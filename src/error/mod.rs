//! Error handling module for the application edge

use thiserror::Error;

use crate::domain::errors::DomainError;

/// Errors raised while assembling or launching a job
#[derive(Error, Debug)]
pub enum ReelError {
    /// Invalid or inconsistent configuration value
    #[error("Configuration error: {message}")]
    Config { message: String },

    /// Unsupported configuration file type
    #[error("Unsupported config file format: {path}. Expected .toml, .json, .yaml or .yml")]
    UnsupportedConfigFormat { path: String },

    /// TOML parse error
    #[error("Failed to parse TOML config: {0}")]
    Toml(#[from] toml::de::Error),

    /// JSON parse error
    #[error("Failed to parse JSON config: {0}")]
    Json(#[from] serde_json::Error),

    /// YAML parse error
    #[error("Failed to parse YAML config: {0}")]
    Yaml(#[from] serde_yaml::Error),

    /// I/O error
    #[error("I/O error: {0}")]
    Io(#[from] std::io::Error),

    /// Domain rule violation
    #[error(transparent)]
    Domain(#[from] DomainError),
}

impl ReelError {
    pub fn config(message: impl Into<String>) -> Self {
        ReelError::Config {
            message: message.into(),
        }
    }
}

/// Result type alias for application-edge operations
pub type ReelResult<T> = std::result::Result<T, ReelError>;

======

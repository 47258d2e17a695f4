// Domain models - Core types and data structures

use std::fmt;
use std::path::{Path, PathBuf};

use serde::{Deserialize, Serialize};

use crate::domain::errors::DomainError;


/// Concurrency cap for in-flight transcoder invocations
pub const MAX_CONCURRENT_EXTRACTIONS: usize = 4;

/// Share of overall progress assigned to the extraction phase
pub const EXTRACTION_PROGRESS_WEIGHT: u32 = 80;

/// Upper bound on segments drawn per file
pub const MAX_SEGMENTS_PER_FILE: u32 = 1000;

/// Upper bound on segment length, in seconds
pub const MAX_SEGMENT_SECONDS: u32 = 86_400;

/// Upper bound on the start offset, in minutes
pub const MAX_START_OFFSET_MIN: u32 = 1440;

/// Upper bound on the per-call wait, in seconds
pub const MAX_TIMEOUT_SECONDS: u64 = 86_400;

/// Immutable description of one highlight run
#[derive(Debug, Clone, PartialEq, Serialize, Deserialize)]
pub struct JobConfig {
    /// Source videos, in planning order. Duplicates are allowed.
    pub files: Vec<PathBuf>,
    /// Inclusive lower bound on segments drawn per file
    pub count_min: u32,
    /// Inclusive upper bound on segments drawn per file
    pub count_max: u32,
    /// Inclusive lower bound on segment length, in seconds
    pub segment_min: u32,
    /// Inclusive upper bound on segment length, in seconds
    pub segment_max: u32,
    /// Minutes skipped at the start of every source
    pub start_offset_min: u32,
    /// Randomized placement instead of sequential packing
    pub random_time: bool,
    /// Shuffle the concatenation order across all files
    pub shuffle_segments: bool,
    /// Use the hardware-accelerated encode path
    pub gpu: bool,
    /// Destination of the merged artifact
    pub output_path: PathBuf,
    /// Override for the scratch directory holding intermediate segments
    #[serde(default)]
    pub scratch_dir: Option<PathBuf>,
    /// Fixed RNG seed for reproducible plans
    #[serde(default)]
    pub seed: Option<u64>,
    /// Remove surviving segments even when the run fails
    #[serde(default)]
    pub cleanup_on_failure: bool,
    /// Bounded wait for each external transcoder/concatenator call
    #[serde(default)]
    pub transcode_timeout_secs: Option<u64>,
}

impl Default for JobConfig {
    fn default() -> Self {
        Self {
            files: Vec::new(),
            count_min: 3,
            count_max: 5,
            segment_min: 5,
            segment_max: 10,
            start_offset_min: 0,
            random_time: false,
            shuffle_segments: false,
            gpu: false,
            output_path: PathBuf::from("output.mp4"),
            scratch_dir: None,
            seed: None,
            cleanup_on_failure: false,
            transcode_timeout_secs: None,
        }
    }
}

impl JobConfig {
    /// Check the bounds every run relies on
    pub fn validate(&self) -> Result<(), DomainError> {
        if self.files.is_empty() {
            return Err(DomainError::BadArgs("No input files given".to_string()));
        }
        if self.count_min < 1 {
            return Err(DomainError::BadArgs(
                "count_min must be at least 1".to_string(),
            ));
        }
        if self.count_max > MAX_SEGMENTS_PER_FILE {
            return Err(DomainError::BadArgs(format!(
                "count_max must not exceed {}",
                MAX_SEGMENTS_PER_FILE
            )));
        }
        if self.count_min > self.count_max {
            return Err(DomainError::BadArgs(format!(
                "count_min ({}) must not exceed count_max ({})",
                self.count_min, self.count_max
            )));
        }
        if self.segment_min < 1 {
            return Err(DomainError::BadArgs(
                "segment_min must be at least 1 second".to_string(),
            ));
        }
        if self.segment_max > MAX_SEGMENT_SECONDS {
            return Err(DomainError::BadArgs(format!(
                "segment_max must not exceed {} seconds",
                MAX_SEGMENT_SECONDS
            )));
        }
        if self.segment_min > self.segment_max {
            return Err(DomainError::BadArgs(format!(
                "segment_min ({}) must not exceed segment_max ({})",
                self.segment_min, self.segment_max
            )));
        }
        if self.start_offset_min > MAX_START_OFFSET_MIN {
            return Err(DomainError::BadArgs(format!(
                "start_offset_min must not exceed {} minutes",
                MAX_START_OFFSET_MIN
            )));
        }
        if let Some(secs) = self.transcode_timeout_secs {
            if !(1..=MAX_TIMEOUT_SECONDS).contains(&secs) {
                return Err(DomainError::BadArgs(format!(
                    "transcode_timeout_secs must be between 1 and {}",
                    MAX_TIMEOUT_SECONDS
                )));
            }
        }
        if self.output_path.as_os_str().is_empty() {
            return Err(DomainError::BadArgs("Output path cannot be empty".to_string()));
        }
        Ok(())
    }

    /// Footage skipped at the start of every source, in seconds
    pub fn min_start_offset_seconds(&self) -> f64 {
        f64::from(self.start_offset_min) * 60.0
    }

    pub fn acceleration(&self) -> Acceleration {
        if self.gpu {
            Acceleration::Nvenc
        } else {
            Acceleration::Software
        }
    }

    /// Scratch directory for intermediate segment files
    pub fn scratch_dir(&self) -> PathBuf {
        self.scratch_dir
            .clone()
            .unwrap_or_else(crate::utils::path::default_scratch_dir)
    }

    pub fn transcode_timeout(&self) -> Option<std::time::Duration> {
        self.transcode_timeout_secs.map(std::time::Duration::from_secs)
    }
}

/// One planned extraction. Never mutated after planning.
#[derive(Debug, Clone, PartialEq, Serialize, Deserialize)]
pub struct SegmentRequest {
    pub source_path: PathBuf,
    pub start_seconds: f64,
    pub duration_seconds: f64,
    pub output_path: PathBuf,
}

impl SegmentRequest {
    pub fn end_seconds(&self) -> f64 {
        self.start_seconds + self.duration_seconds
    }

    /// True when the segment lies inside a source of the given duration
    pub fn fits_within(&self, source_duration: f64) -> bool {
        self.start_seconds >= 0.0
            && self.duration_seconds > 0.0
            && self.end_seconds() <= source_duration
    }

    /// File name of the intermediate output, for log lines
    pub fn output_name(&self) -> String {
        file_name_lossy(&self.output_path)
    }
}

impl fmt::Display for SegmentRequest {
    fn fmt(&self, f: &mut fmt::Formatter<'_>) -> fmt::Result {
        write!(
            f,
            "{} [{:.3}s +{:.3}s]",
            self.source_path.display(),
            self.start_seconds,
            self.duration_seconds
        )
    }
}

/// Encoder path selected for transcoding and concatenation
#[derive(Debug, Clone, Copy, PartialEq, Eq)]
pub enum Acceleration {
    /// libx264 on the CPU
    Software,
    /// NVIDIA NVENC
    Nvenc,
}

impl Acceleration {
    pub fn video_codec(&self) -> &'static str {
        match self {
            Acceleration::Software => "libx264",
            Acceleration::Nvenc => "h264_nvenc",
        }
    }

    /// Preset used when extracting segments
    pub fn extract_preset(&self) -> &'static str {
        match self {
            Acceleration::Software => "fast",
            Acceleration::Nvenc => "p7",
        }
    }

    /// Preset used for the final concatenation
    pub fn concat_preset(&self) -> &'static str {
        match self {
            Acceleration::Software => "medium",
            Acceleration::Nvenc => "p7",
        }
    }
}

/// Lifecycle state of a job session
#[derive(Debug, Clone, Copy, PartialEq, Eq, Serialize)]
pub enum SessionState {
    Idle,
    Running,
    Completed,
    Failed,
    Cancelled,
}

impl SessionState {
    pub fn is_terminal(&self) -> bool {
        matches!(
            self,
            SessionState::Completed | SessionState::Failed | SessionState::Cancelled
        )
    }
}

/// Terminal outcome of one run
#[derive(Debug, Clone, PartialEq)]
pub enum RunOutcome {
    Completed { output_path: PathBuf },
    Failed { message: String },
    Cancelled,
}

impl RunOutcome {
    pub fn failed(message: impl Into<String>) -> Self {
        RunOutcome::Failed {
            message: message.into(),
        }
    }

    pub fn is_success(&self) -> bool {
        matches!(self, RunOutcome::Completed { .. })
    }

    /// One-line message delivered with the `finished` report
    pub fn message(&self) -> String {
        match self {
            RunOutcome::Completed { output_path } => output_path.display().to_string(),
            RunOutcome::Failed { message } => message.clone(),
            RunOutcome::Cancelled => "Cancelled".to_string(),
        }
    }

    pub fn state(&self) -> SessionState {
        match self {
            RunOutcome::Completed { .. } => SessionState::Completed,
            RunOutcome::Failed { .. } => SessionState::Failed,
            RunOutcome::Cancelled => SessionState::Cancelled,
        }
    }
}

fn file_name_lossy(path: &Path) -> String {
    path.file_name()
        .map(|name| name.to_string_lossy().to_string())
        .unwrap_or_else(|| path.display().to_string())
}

======

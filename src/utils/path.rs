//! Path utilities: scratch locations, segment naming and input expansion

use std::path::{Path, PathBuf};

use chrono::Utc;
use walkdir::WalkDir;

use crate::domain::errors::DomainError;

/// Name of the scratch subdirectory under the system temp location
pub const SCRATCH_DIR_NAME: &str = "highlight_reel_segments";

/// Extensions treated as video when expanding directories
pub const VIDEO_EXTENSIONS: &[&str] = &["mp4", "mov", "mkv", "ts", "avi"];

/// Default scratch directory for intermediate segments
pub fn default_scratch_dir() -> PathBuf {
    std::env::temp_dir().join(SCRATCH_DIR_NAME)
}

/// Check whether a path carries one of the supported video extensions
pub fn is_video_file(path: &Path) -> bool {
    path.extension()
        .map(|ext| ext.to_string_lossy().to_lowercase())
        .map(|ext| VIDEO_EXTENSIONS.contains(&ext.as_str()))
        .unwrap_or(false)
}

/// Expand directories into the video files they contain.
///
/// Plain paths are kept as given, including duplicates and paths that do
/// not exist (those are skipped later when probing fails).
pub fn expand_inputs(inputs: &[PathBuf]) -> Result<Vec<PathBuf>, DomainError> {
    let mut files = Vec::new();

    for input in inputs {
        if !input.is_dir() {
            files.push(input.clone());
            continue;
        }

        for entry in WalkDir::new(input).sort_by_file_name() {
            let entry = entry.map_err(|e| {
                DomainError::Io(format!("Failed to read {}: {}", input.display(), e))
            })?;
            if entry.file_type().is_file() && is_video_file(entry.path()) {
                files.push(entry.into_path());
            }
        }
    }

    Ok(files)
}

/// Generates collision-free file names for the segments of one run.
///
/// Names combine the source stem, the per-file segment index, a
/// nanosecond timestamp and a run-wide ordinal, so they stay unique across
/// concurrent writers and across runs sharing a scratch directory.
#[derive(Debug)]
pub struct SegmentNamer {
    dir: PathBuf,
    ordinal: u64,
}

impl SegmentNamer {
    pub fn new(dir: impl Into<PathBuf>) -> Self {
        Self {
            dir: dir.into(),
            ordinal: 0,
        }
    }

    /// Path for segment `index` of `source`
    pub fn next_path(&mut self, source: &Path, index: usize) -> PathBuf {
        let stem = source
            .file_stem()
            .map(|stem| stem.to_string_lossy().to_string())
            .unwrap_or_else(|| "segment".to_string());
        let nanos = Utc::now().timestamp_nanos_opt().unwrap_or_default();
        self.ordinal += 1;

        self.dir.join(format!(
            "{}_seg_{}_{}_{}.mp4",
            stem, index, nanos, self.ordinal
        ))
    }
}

======

Your assignment:
Set down again, word for word, the stretch of records from the line with "filename src/utils/path.rs" to the line with "system temp location", both of those lines included.

Written answer:
filename src/utils/path.rs
//! Path utilities: scratch locations, segment naming and input expansion

use std::path::{Path, PathBuf};

use chrono::Utc;
use walkdir::WalkDir;

use crate::domain::errors::DomainError;

/// Name of the scratch subdirectory under the system temp location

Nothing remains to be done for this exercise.